» Assignment
Nothing after the line containing "Types ------------------------------------ //" belongs in the answer; write out exactly every line from the start of the material up to it, including it.

» Supplied information
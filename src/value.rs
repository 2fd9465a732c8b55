//! Tri-state attribute values and their type-only projection.
//!
//! No serde_json::Value in the tree itself; dynamic content travels as JSON
//! text inside a `Dynamic` wrapper.
pub mod json;

use std::collections::{BTreeMap, BTreeSet};
use std::fmt;

use ordered_float::OrderedFloat;
use serde::{Deserialize, Serialize};

use crate::error::ValueError;
use crate::path::AttributePath;

// ------------------------------- Types ------------------------------------ //

#[derive(Debug, Clone, PartialEq, Eq, Hash, PartialOrd, Ord, Serialize, Deserialize)]
#[serde(rename_all = "snake_case")]
pub enum AttributeType {
    String,
    Bool,
    Int64,
    Float64,
    List(Box<AttributeType>),
    Set(Box<AttributeType>),
    Tuple(Vec<AttributeType>),
    Map(Box<AttributeType>),
    Object(ObjectType),
    Dynamic,
}

/// Fixed attribute set of an object, name → type.
#[derive(Debug, Clone, Default, PartialEq, Eq, Hash, PartialOrd, Ord, Serialize, Deserialize)]
#[serde(transparent)]
pub struct ObjectType {
    attrs: BTreeMap<String, AttributeType>,
}

impl ObjectType {
    pub fn new() -> Self {
        Self::default()
    }

    pub fn with(mut self, name: impl Into<String>, ty: AttributeType) -> Self {
        self.attrs.insert(name.into(), ty);
        self
    }

    pub fn insert(&mut self, name: impl Into<String>, ty: AttributeType) -> Option<AttributeType> {
        self.attrs.insert(name.into(), ty)
    }

    pub fn get(&self, name: &str) -> Option<&AttributeType> {
        self.attrs.get(name)
    }

    pub fn contains(&self, name: &str) -> bool {
        self.attrs.contains_key(name)
    }

    pub fn iter(&self) -> impl Iterator<Item = (&String, &AttributeType)> {
        self.attrs.iter()
    }

    pub fn names(&self) -> impl Iterator<Item = &String> {
        self.attrs.keys()
    }

    pub fn len(&self) -> usize {
        self.attrs.len()
    }

    pub fn is_empty(&self) -> bool {
        self.attrs.is_empty()
    }
}

impl FromIterator<(String, AttributeType)> for ObjectType {
    fn from_iter<I: IntoIterator<Item = (String, AttributeType)>>(iter: I) -> Self {
        Self { attrs: iter.into_iter().collect() }
    }
}

impl AttributeType {
    pub fn list(elem: AttributeType) -> Self {
        Self::List(Box::new(elem))
    }

    pub fn set(elem: AttributeType) -> Self {
        Self::Set(Box::new(elem))
    }

    pub fn map(elem: AttributeType) -> Self {
        Self::Map(Box::new(elem))
    }

    /// The type-appropriate null. Nulls are untyped in this tree, the
    /// declaring slot carries the type.
    pub fn null_value(&self) -> AttributeValue {
        AttributeValue::Null
    }

    pub fn as_object(&self) -> Option<&ObjectType> {
        match self {
            Self::Object(o) => Some(o),
            _ => None,
        }
    }

    pub fn element_type(&self) -> Option<&AttributeType> {
        match self {
            Self::List(e) | Self::Set(e) | Self::Map(e) => Some(e),
            _ => None,
        }
    }

    pub fn is_scalar(&self) -> bool {
        matches!(self, Self::String | Self::Bool | Self::Int64 | Self::Float64)
    }
}

impl fmt::Display for AttributeType {
    fn fmt(&self, f: &mut fmt::Formatter<'_>) -> fmt::Result {
        match self {
            Self::String => f.write_str("string"),
            Self::Bool => f.write_str("bool"),
            Self::Int64 => f.write_str("int64"),
            Self::Float64 => f.write_str("float64"),
            Self::List(e) => write!(f, "list({e})"),
            Self::Set(e) => write!(f, "set({e})"),
            Self::Map(e) => write!(f, "map({e})"),
            Self::Tuple(es) => {
                f.write_str("tuple([")?;
                for (i, e) in es.iter().enumerate() {
                    if i > 0 { f.write_str(", ")?; }
                    write!(f, "{e}")?;
                }
                f.write_str("])")
            }
            Self::Object(o) => {
                f.write_str("object({")?;
                for (i, (k, t)) in o.iter().enumerate() {
                    if i > 0 { f.write_str(", ")?; }
                    write!(f, "{k}: {t}")?;
                }
                f.write_str("})")
            }
            Self::Dynamic => f.write_str("dynamic"),
        }
    }
}

// ------------------------------- Values ----------------------------------- //

#[derive(Debug, Clone, Copy, PartialEq, Eq, Hash)]
pub enum ScalarKind { String, Bool, Int64, Float64 }

#[derive(Debug, Clone, PartialEq, Eq, Hash, PartialOrd, Ord)]
pub enum Scalar {
    String(String),
    Bool(bool),
    Int64(i64),
    Float64(OrderedFloat<f64>),
}

impl Scalar {
    pub fn kind(&self) -> ScalarKind {
        match self {
            Scalar::String(_) => ScalarKind::String,
            Scalar::Bool(_) => ScalarKind::Bool,
            Scalar::Int64(_) => ScalarKind::Int64,
            Scalar::Float64(_) => ScalarKind::Float64,
        }
    }

    pub fn attribute_type(&self) -> AttributeType {
        match self.kind() {
            ScalarKind::String => AttributeType::String,
            ScalarKind::Bool => AttributeType::Bool,
            ScalarKind::Int64 => AttributeType::Int64,
            ScalarKind::Float64 => AttributeType::Float64,
        }
    }
}

impl fmt::Display for Scalar {
    fn fmt(&self, f: &mut fmt::Formatter<'_>) -> fmt::Result {
        match self {
            Scalar::String(s) => f.write_str(s),
            Scalar::Bool(b) => write!(f, "{b}"),
            Scalar::Int64(i) => write!(f, "{i}"),
            Scalar::Float64(x) => write!(f, "{}", x.0),
        }
    }
}

/// A node of the attribute value tree.
///
/// Containers carry their element type so that empty containers stay typed.
/// `Object` values always hold every attribute of their `ObjectType`.
#[derive(Debug, Clone, PartialEq, Eq, Hash, PartialOrd, Ord)]
pub enum AttributeValue {
    Null,
    Unknown,
    Scalar(Scalar),
    List { elem: AttributeType, items: Vec<AttributeValue> },
    Set { elem: AttributeType, items: BTreeSet<AttributeValue> },
    Tuple { elems: Vec<AttributeType>, items: Vec<AttributeValue> },
    Map { elem: AttributeType, entries: BTreeMap<String, AttributeValue> },
    Object { ty: ObjectType, attrs: BTreeMap<String, AttributeValue> },
    Dynamic(Box<AttributeValue>),
}

impl AttributeValue {
    pub fn string(s: impl Into<String>) -> Self {
        Self::Scalar(Scalar::String(s.into()))
    }

    pub fn bool(b: bool) -> Self {
        Self::Scalar(Scalar::Bool(b))
    }

    pub fn int64(i: i64) -> Self {
        Self::Scalar(Scalar::Int64(i))
    }

    pub fn float64(x: f64) -> Self {
        Self::Scalar(Scalar::Float64(OrderedFloat(x)))
    }

    pub fn dynamic_json(text: impl Into<String>) -> Self {
        Self::Dynamic(Box::new(Self::string(text)))
    }

    /// Checked list constructor: every element must conform to `elem`.
    pub fn list(elem: AttributeType, items: Vec<AttributeValue>) -> Result<Self, ValueError> {
        check_elements(&elem, items.iter().enumerate())?;
        Ok(Self::List { elem, items })
    }

    /// Checked set constructor. Duplicates are rejected rather than collapsed.
    pub fn set(elem: AttributeType, items: Vec<AttributeValue>) -> Result<Self, ValueError> {
        check_elements(&elem, items.iter().enumerate())?;
        let mut out = BTreeSet::new();
        for item in items {
            if !out.insert(item) {
                return Err(ValueError::DuplicateSetElement { path: AttributePath::root() });
            }
        }
        Ok(Self::Set { elem, items: out })
    }

    pub fn tuple(
        elems: Vec<AttributeType>,
        items: Vec<AttributeValue>,
    ) -> Result<Self, ValueError> {
        let candidate = Self::Tuple { elems: elems.clone(), items };
        if !candidate.conforms_to(&AttributeType::Tuple(elems.clone())) {
            return Err(ValueError::Mismatch {
                path: AttributePath::root(),
                expected: AttributeType::Tuple(elems).to_string(),
            });
        }
        Ok(candidate)
    }

    pub fn map(
        elem: AttributeType,
        entries: BTreeMap<String, AttributeValue>,
    ) -> Result<Self, ValueError> {
        for (key, value) in &entries {
            if !value.conforms_to(&elem) {
                return Err(ValueError::Mismatch {
                    path: AttributePath::root().join_key(key.as_str()),
                    expected: elem.to_string(),
                });
            }
        }
        Ok(Self::Map { elem, entries })
    }

    /// Checked object constructor: the attribute set must match `ty` exactly.
    pub fn object(
        ty: ObjectType,
        attrs: BTreeMap<String, AttributeValue>,
    ) -> Result<Self, ValueError> {
        for name in attrs.keys() {
            if !ty.contains(name) {
                return Err(ValueError::UndeclaredAttribute(name.clone()));
            }
        }
        for (name, attr_ty) in ty.iter() {
            match attrs.get(name) {
                None => return Err(ValueError::MissingAttribute(name.clone())),
                Some(v) if !v.conforms_to(attr_ty) => {
                    return Err(ValueError::Mismatch {
                        path: AttributePath::attribute(name.as_str()),
                        expected: attr_ty.to_string(),
                    });
                }
                Some(_) => {}
            }
        }
        Ok(Self::Object { ty, attrs })
    }

    /// Object whose every declared attribute is null.
    pub fn null_object(ty: &ObjectType) -> Self {
        let attrs = ty.names().map(|n| (n.clone(), AttributeValue::Null)).collect();
        Self::Object { ty: ty.clone(), attrs }
    }

    pub fn is_null(&self) -> bool {
        matches!(self, Self::Null)
    }

    pub fn is_unknown(&self) -> bool {
        matches!(self, Self::Unknown)
    }

    /// Neither null nor unknown.
    pub fn is_known(&self) -> bool {
        !self.is_null() && !self.is_unknown()
    }

    pub fn as_scalar(&self) -> Option<&Scalar> {
        match self {
            Self::Scalar(s) => Some(s),
            _ => None,
        }
    }

    pub fn as_str(&self) -> Option<&str> {
        match self {
            Self::Scalar(Scalar::String(s)) => Some(s),
            _ => None,
        }
    }

    pub fn attributes(&self) -> Option<&BTreeMap<String, AttributeValue>> {
        match self {
            Self::Object { attrs, .. } => Some(attrs),
            _ => None,
        }
    }

    pub fn attribute(&self, name: &str) -> Option<&AttributeValue> {
        self.attributes().and_then(|attrs| attrs.get(name))
    }

    /// Short label of the variant, for error messages.
    pub fn kind_name(&self) -> &'static str {
        match self {
            Self::Null => "null",
            Self::Unknown => "unknown",
            Self::Scalar(Scalar::String(_)) => "string",
            Self::Scalar(Scalar::Bool(_)) => "bool",
            Self::Scalar(Scalar::Int64(_)) => "int64",
            Self::Scalar(Scalar::Float64(_)) => "float64",
            Self::List { .. } => "list",
            Self::Set { .. } => "set",
            Self::Tuple { .. } => "tuple",
            Self::Map { .. } => "map",
            Self::Object { .. } => "object",
            Self::Dynamic(_) => "dynamic",
        }
    }

    /// Deep structural type check. Null and Unknown conform to every type.
    pub fn conforms_to(&self, ty: &AttributeType) -> bool {
        match (self, ty) {
            (Self::Null | Self::Unknown, _) => true,
            (Self::Scalar(s), t) => s.attribute_type() == *t,
            (Self::List { elem, items }, AttributeType::List(t)) => {
                elem == t.as_ref() && items.iter().all(|i| i.conforms_to(t))
            }
            (Self::Set { elem, items }, AttributeType::Set(t)) => {
                elem == t.as_ref() && items.iter().all(|i| i.conforms_to(t))
            }
            (Self::Map { elem, entries }, AttributeType::Map(t)) => {
                elem == t.as_ref() && entries.values().all(|v| v.conforms_to(t))
            }
            (Self::Tuple { elems, items }, AttributeType::Tuple(ts)) => {
                elems == ts
                    && items.len() == ts.len()
                    && items.iter().zip(ts).all(|(i, t)| i.conforms_to(t))
            }
            (Self::Object { ty: own, attrs }, AttributeType::Object(expected)) => {
                own == expected
                    && attrs.len() == expected.len()
                    && expected.iter().all(|(name, t)| {
                        attrs.get(name).is_some_and(|v| v.conforms_to(t))
                    })
            }
            (Self::Dynamic(_), AttributeType::Dynamic) => true,
            _ => false,
        }
    }
}

fn check_elements<'a>(
    elem: &AttributeType,
    items: impl Iterator<Item = (usize, &'a AttributeValue)>,
) -> Result<(), ValueError> {
    for (i, item) in items {
        if !item.conforms_to(elem) {
            return Err(ValueError::Mismatch {
                path: AttributePath::root().join_index(i),
                expected: elem.to_string(),
            });
        }
    }
    Ok(())
}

» Solved problem
filename src/value.rs
repository 2fd9465a732c8b55
//! Tri-state attribute values and their type-only projection.
//!
//! No serde_json::Value in the tree itself; dynamic content travels as JSON
//! text inside a `Dynamic` wrapper.
pub mod json;

use std::collections::{BTreeMap, BTreeSet};
use std::fmt;

use ordered_float::OrderedFloat;
use serde::{Deserialize, Serialize};

use crate::error::ValueError;
use crate::path::AttributePath;

// ------------------------------- Types ------------------------------------ //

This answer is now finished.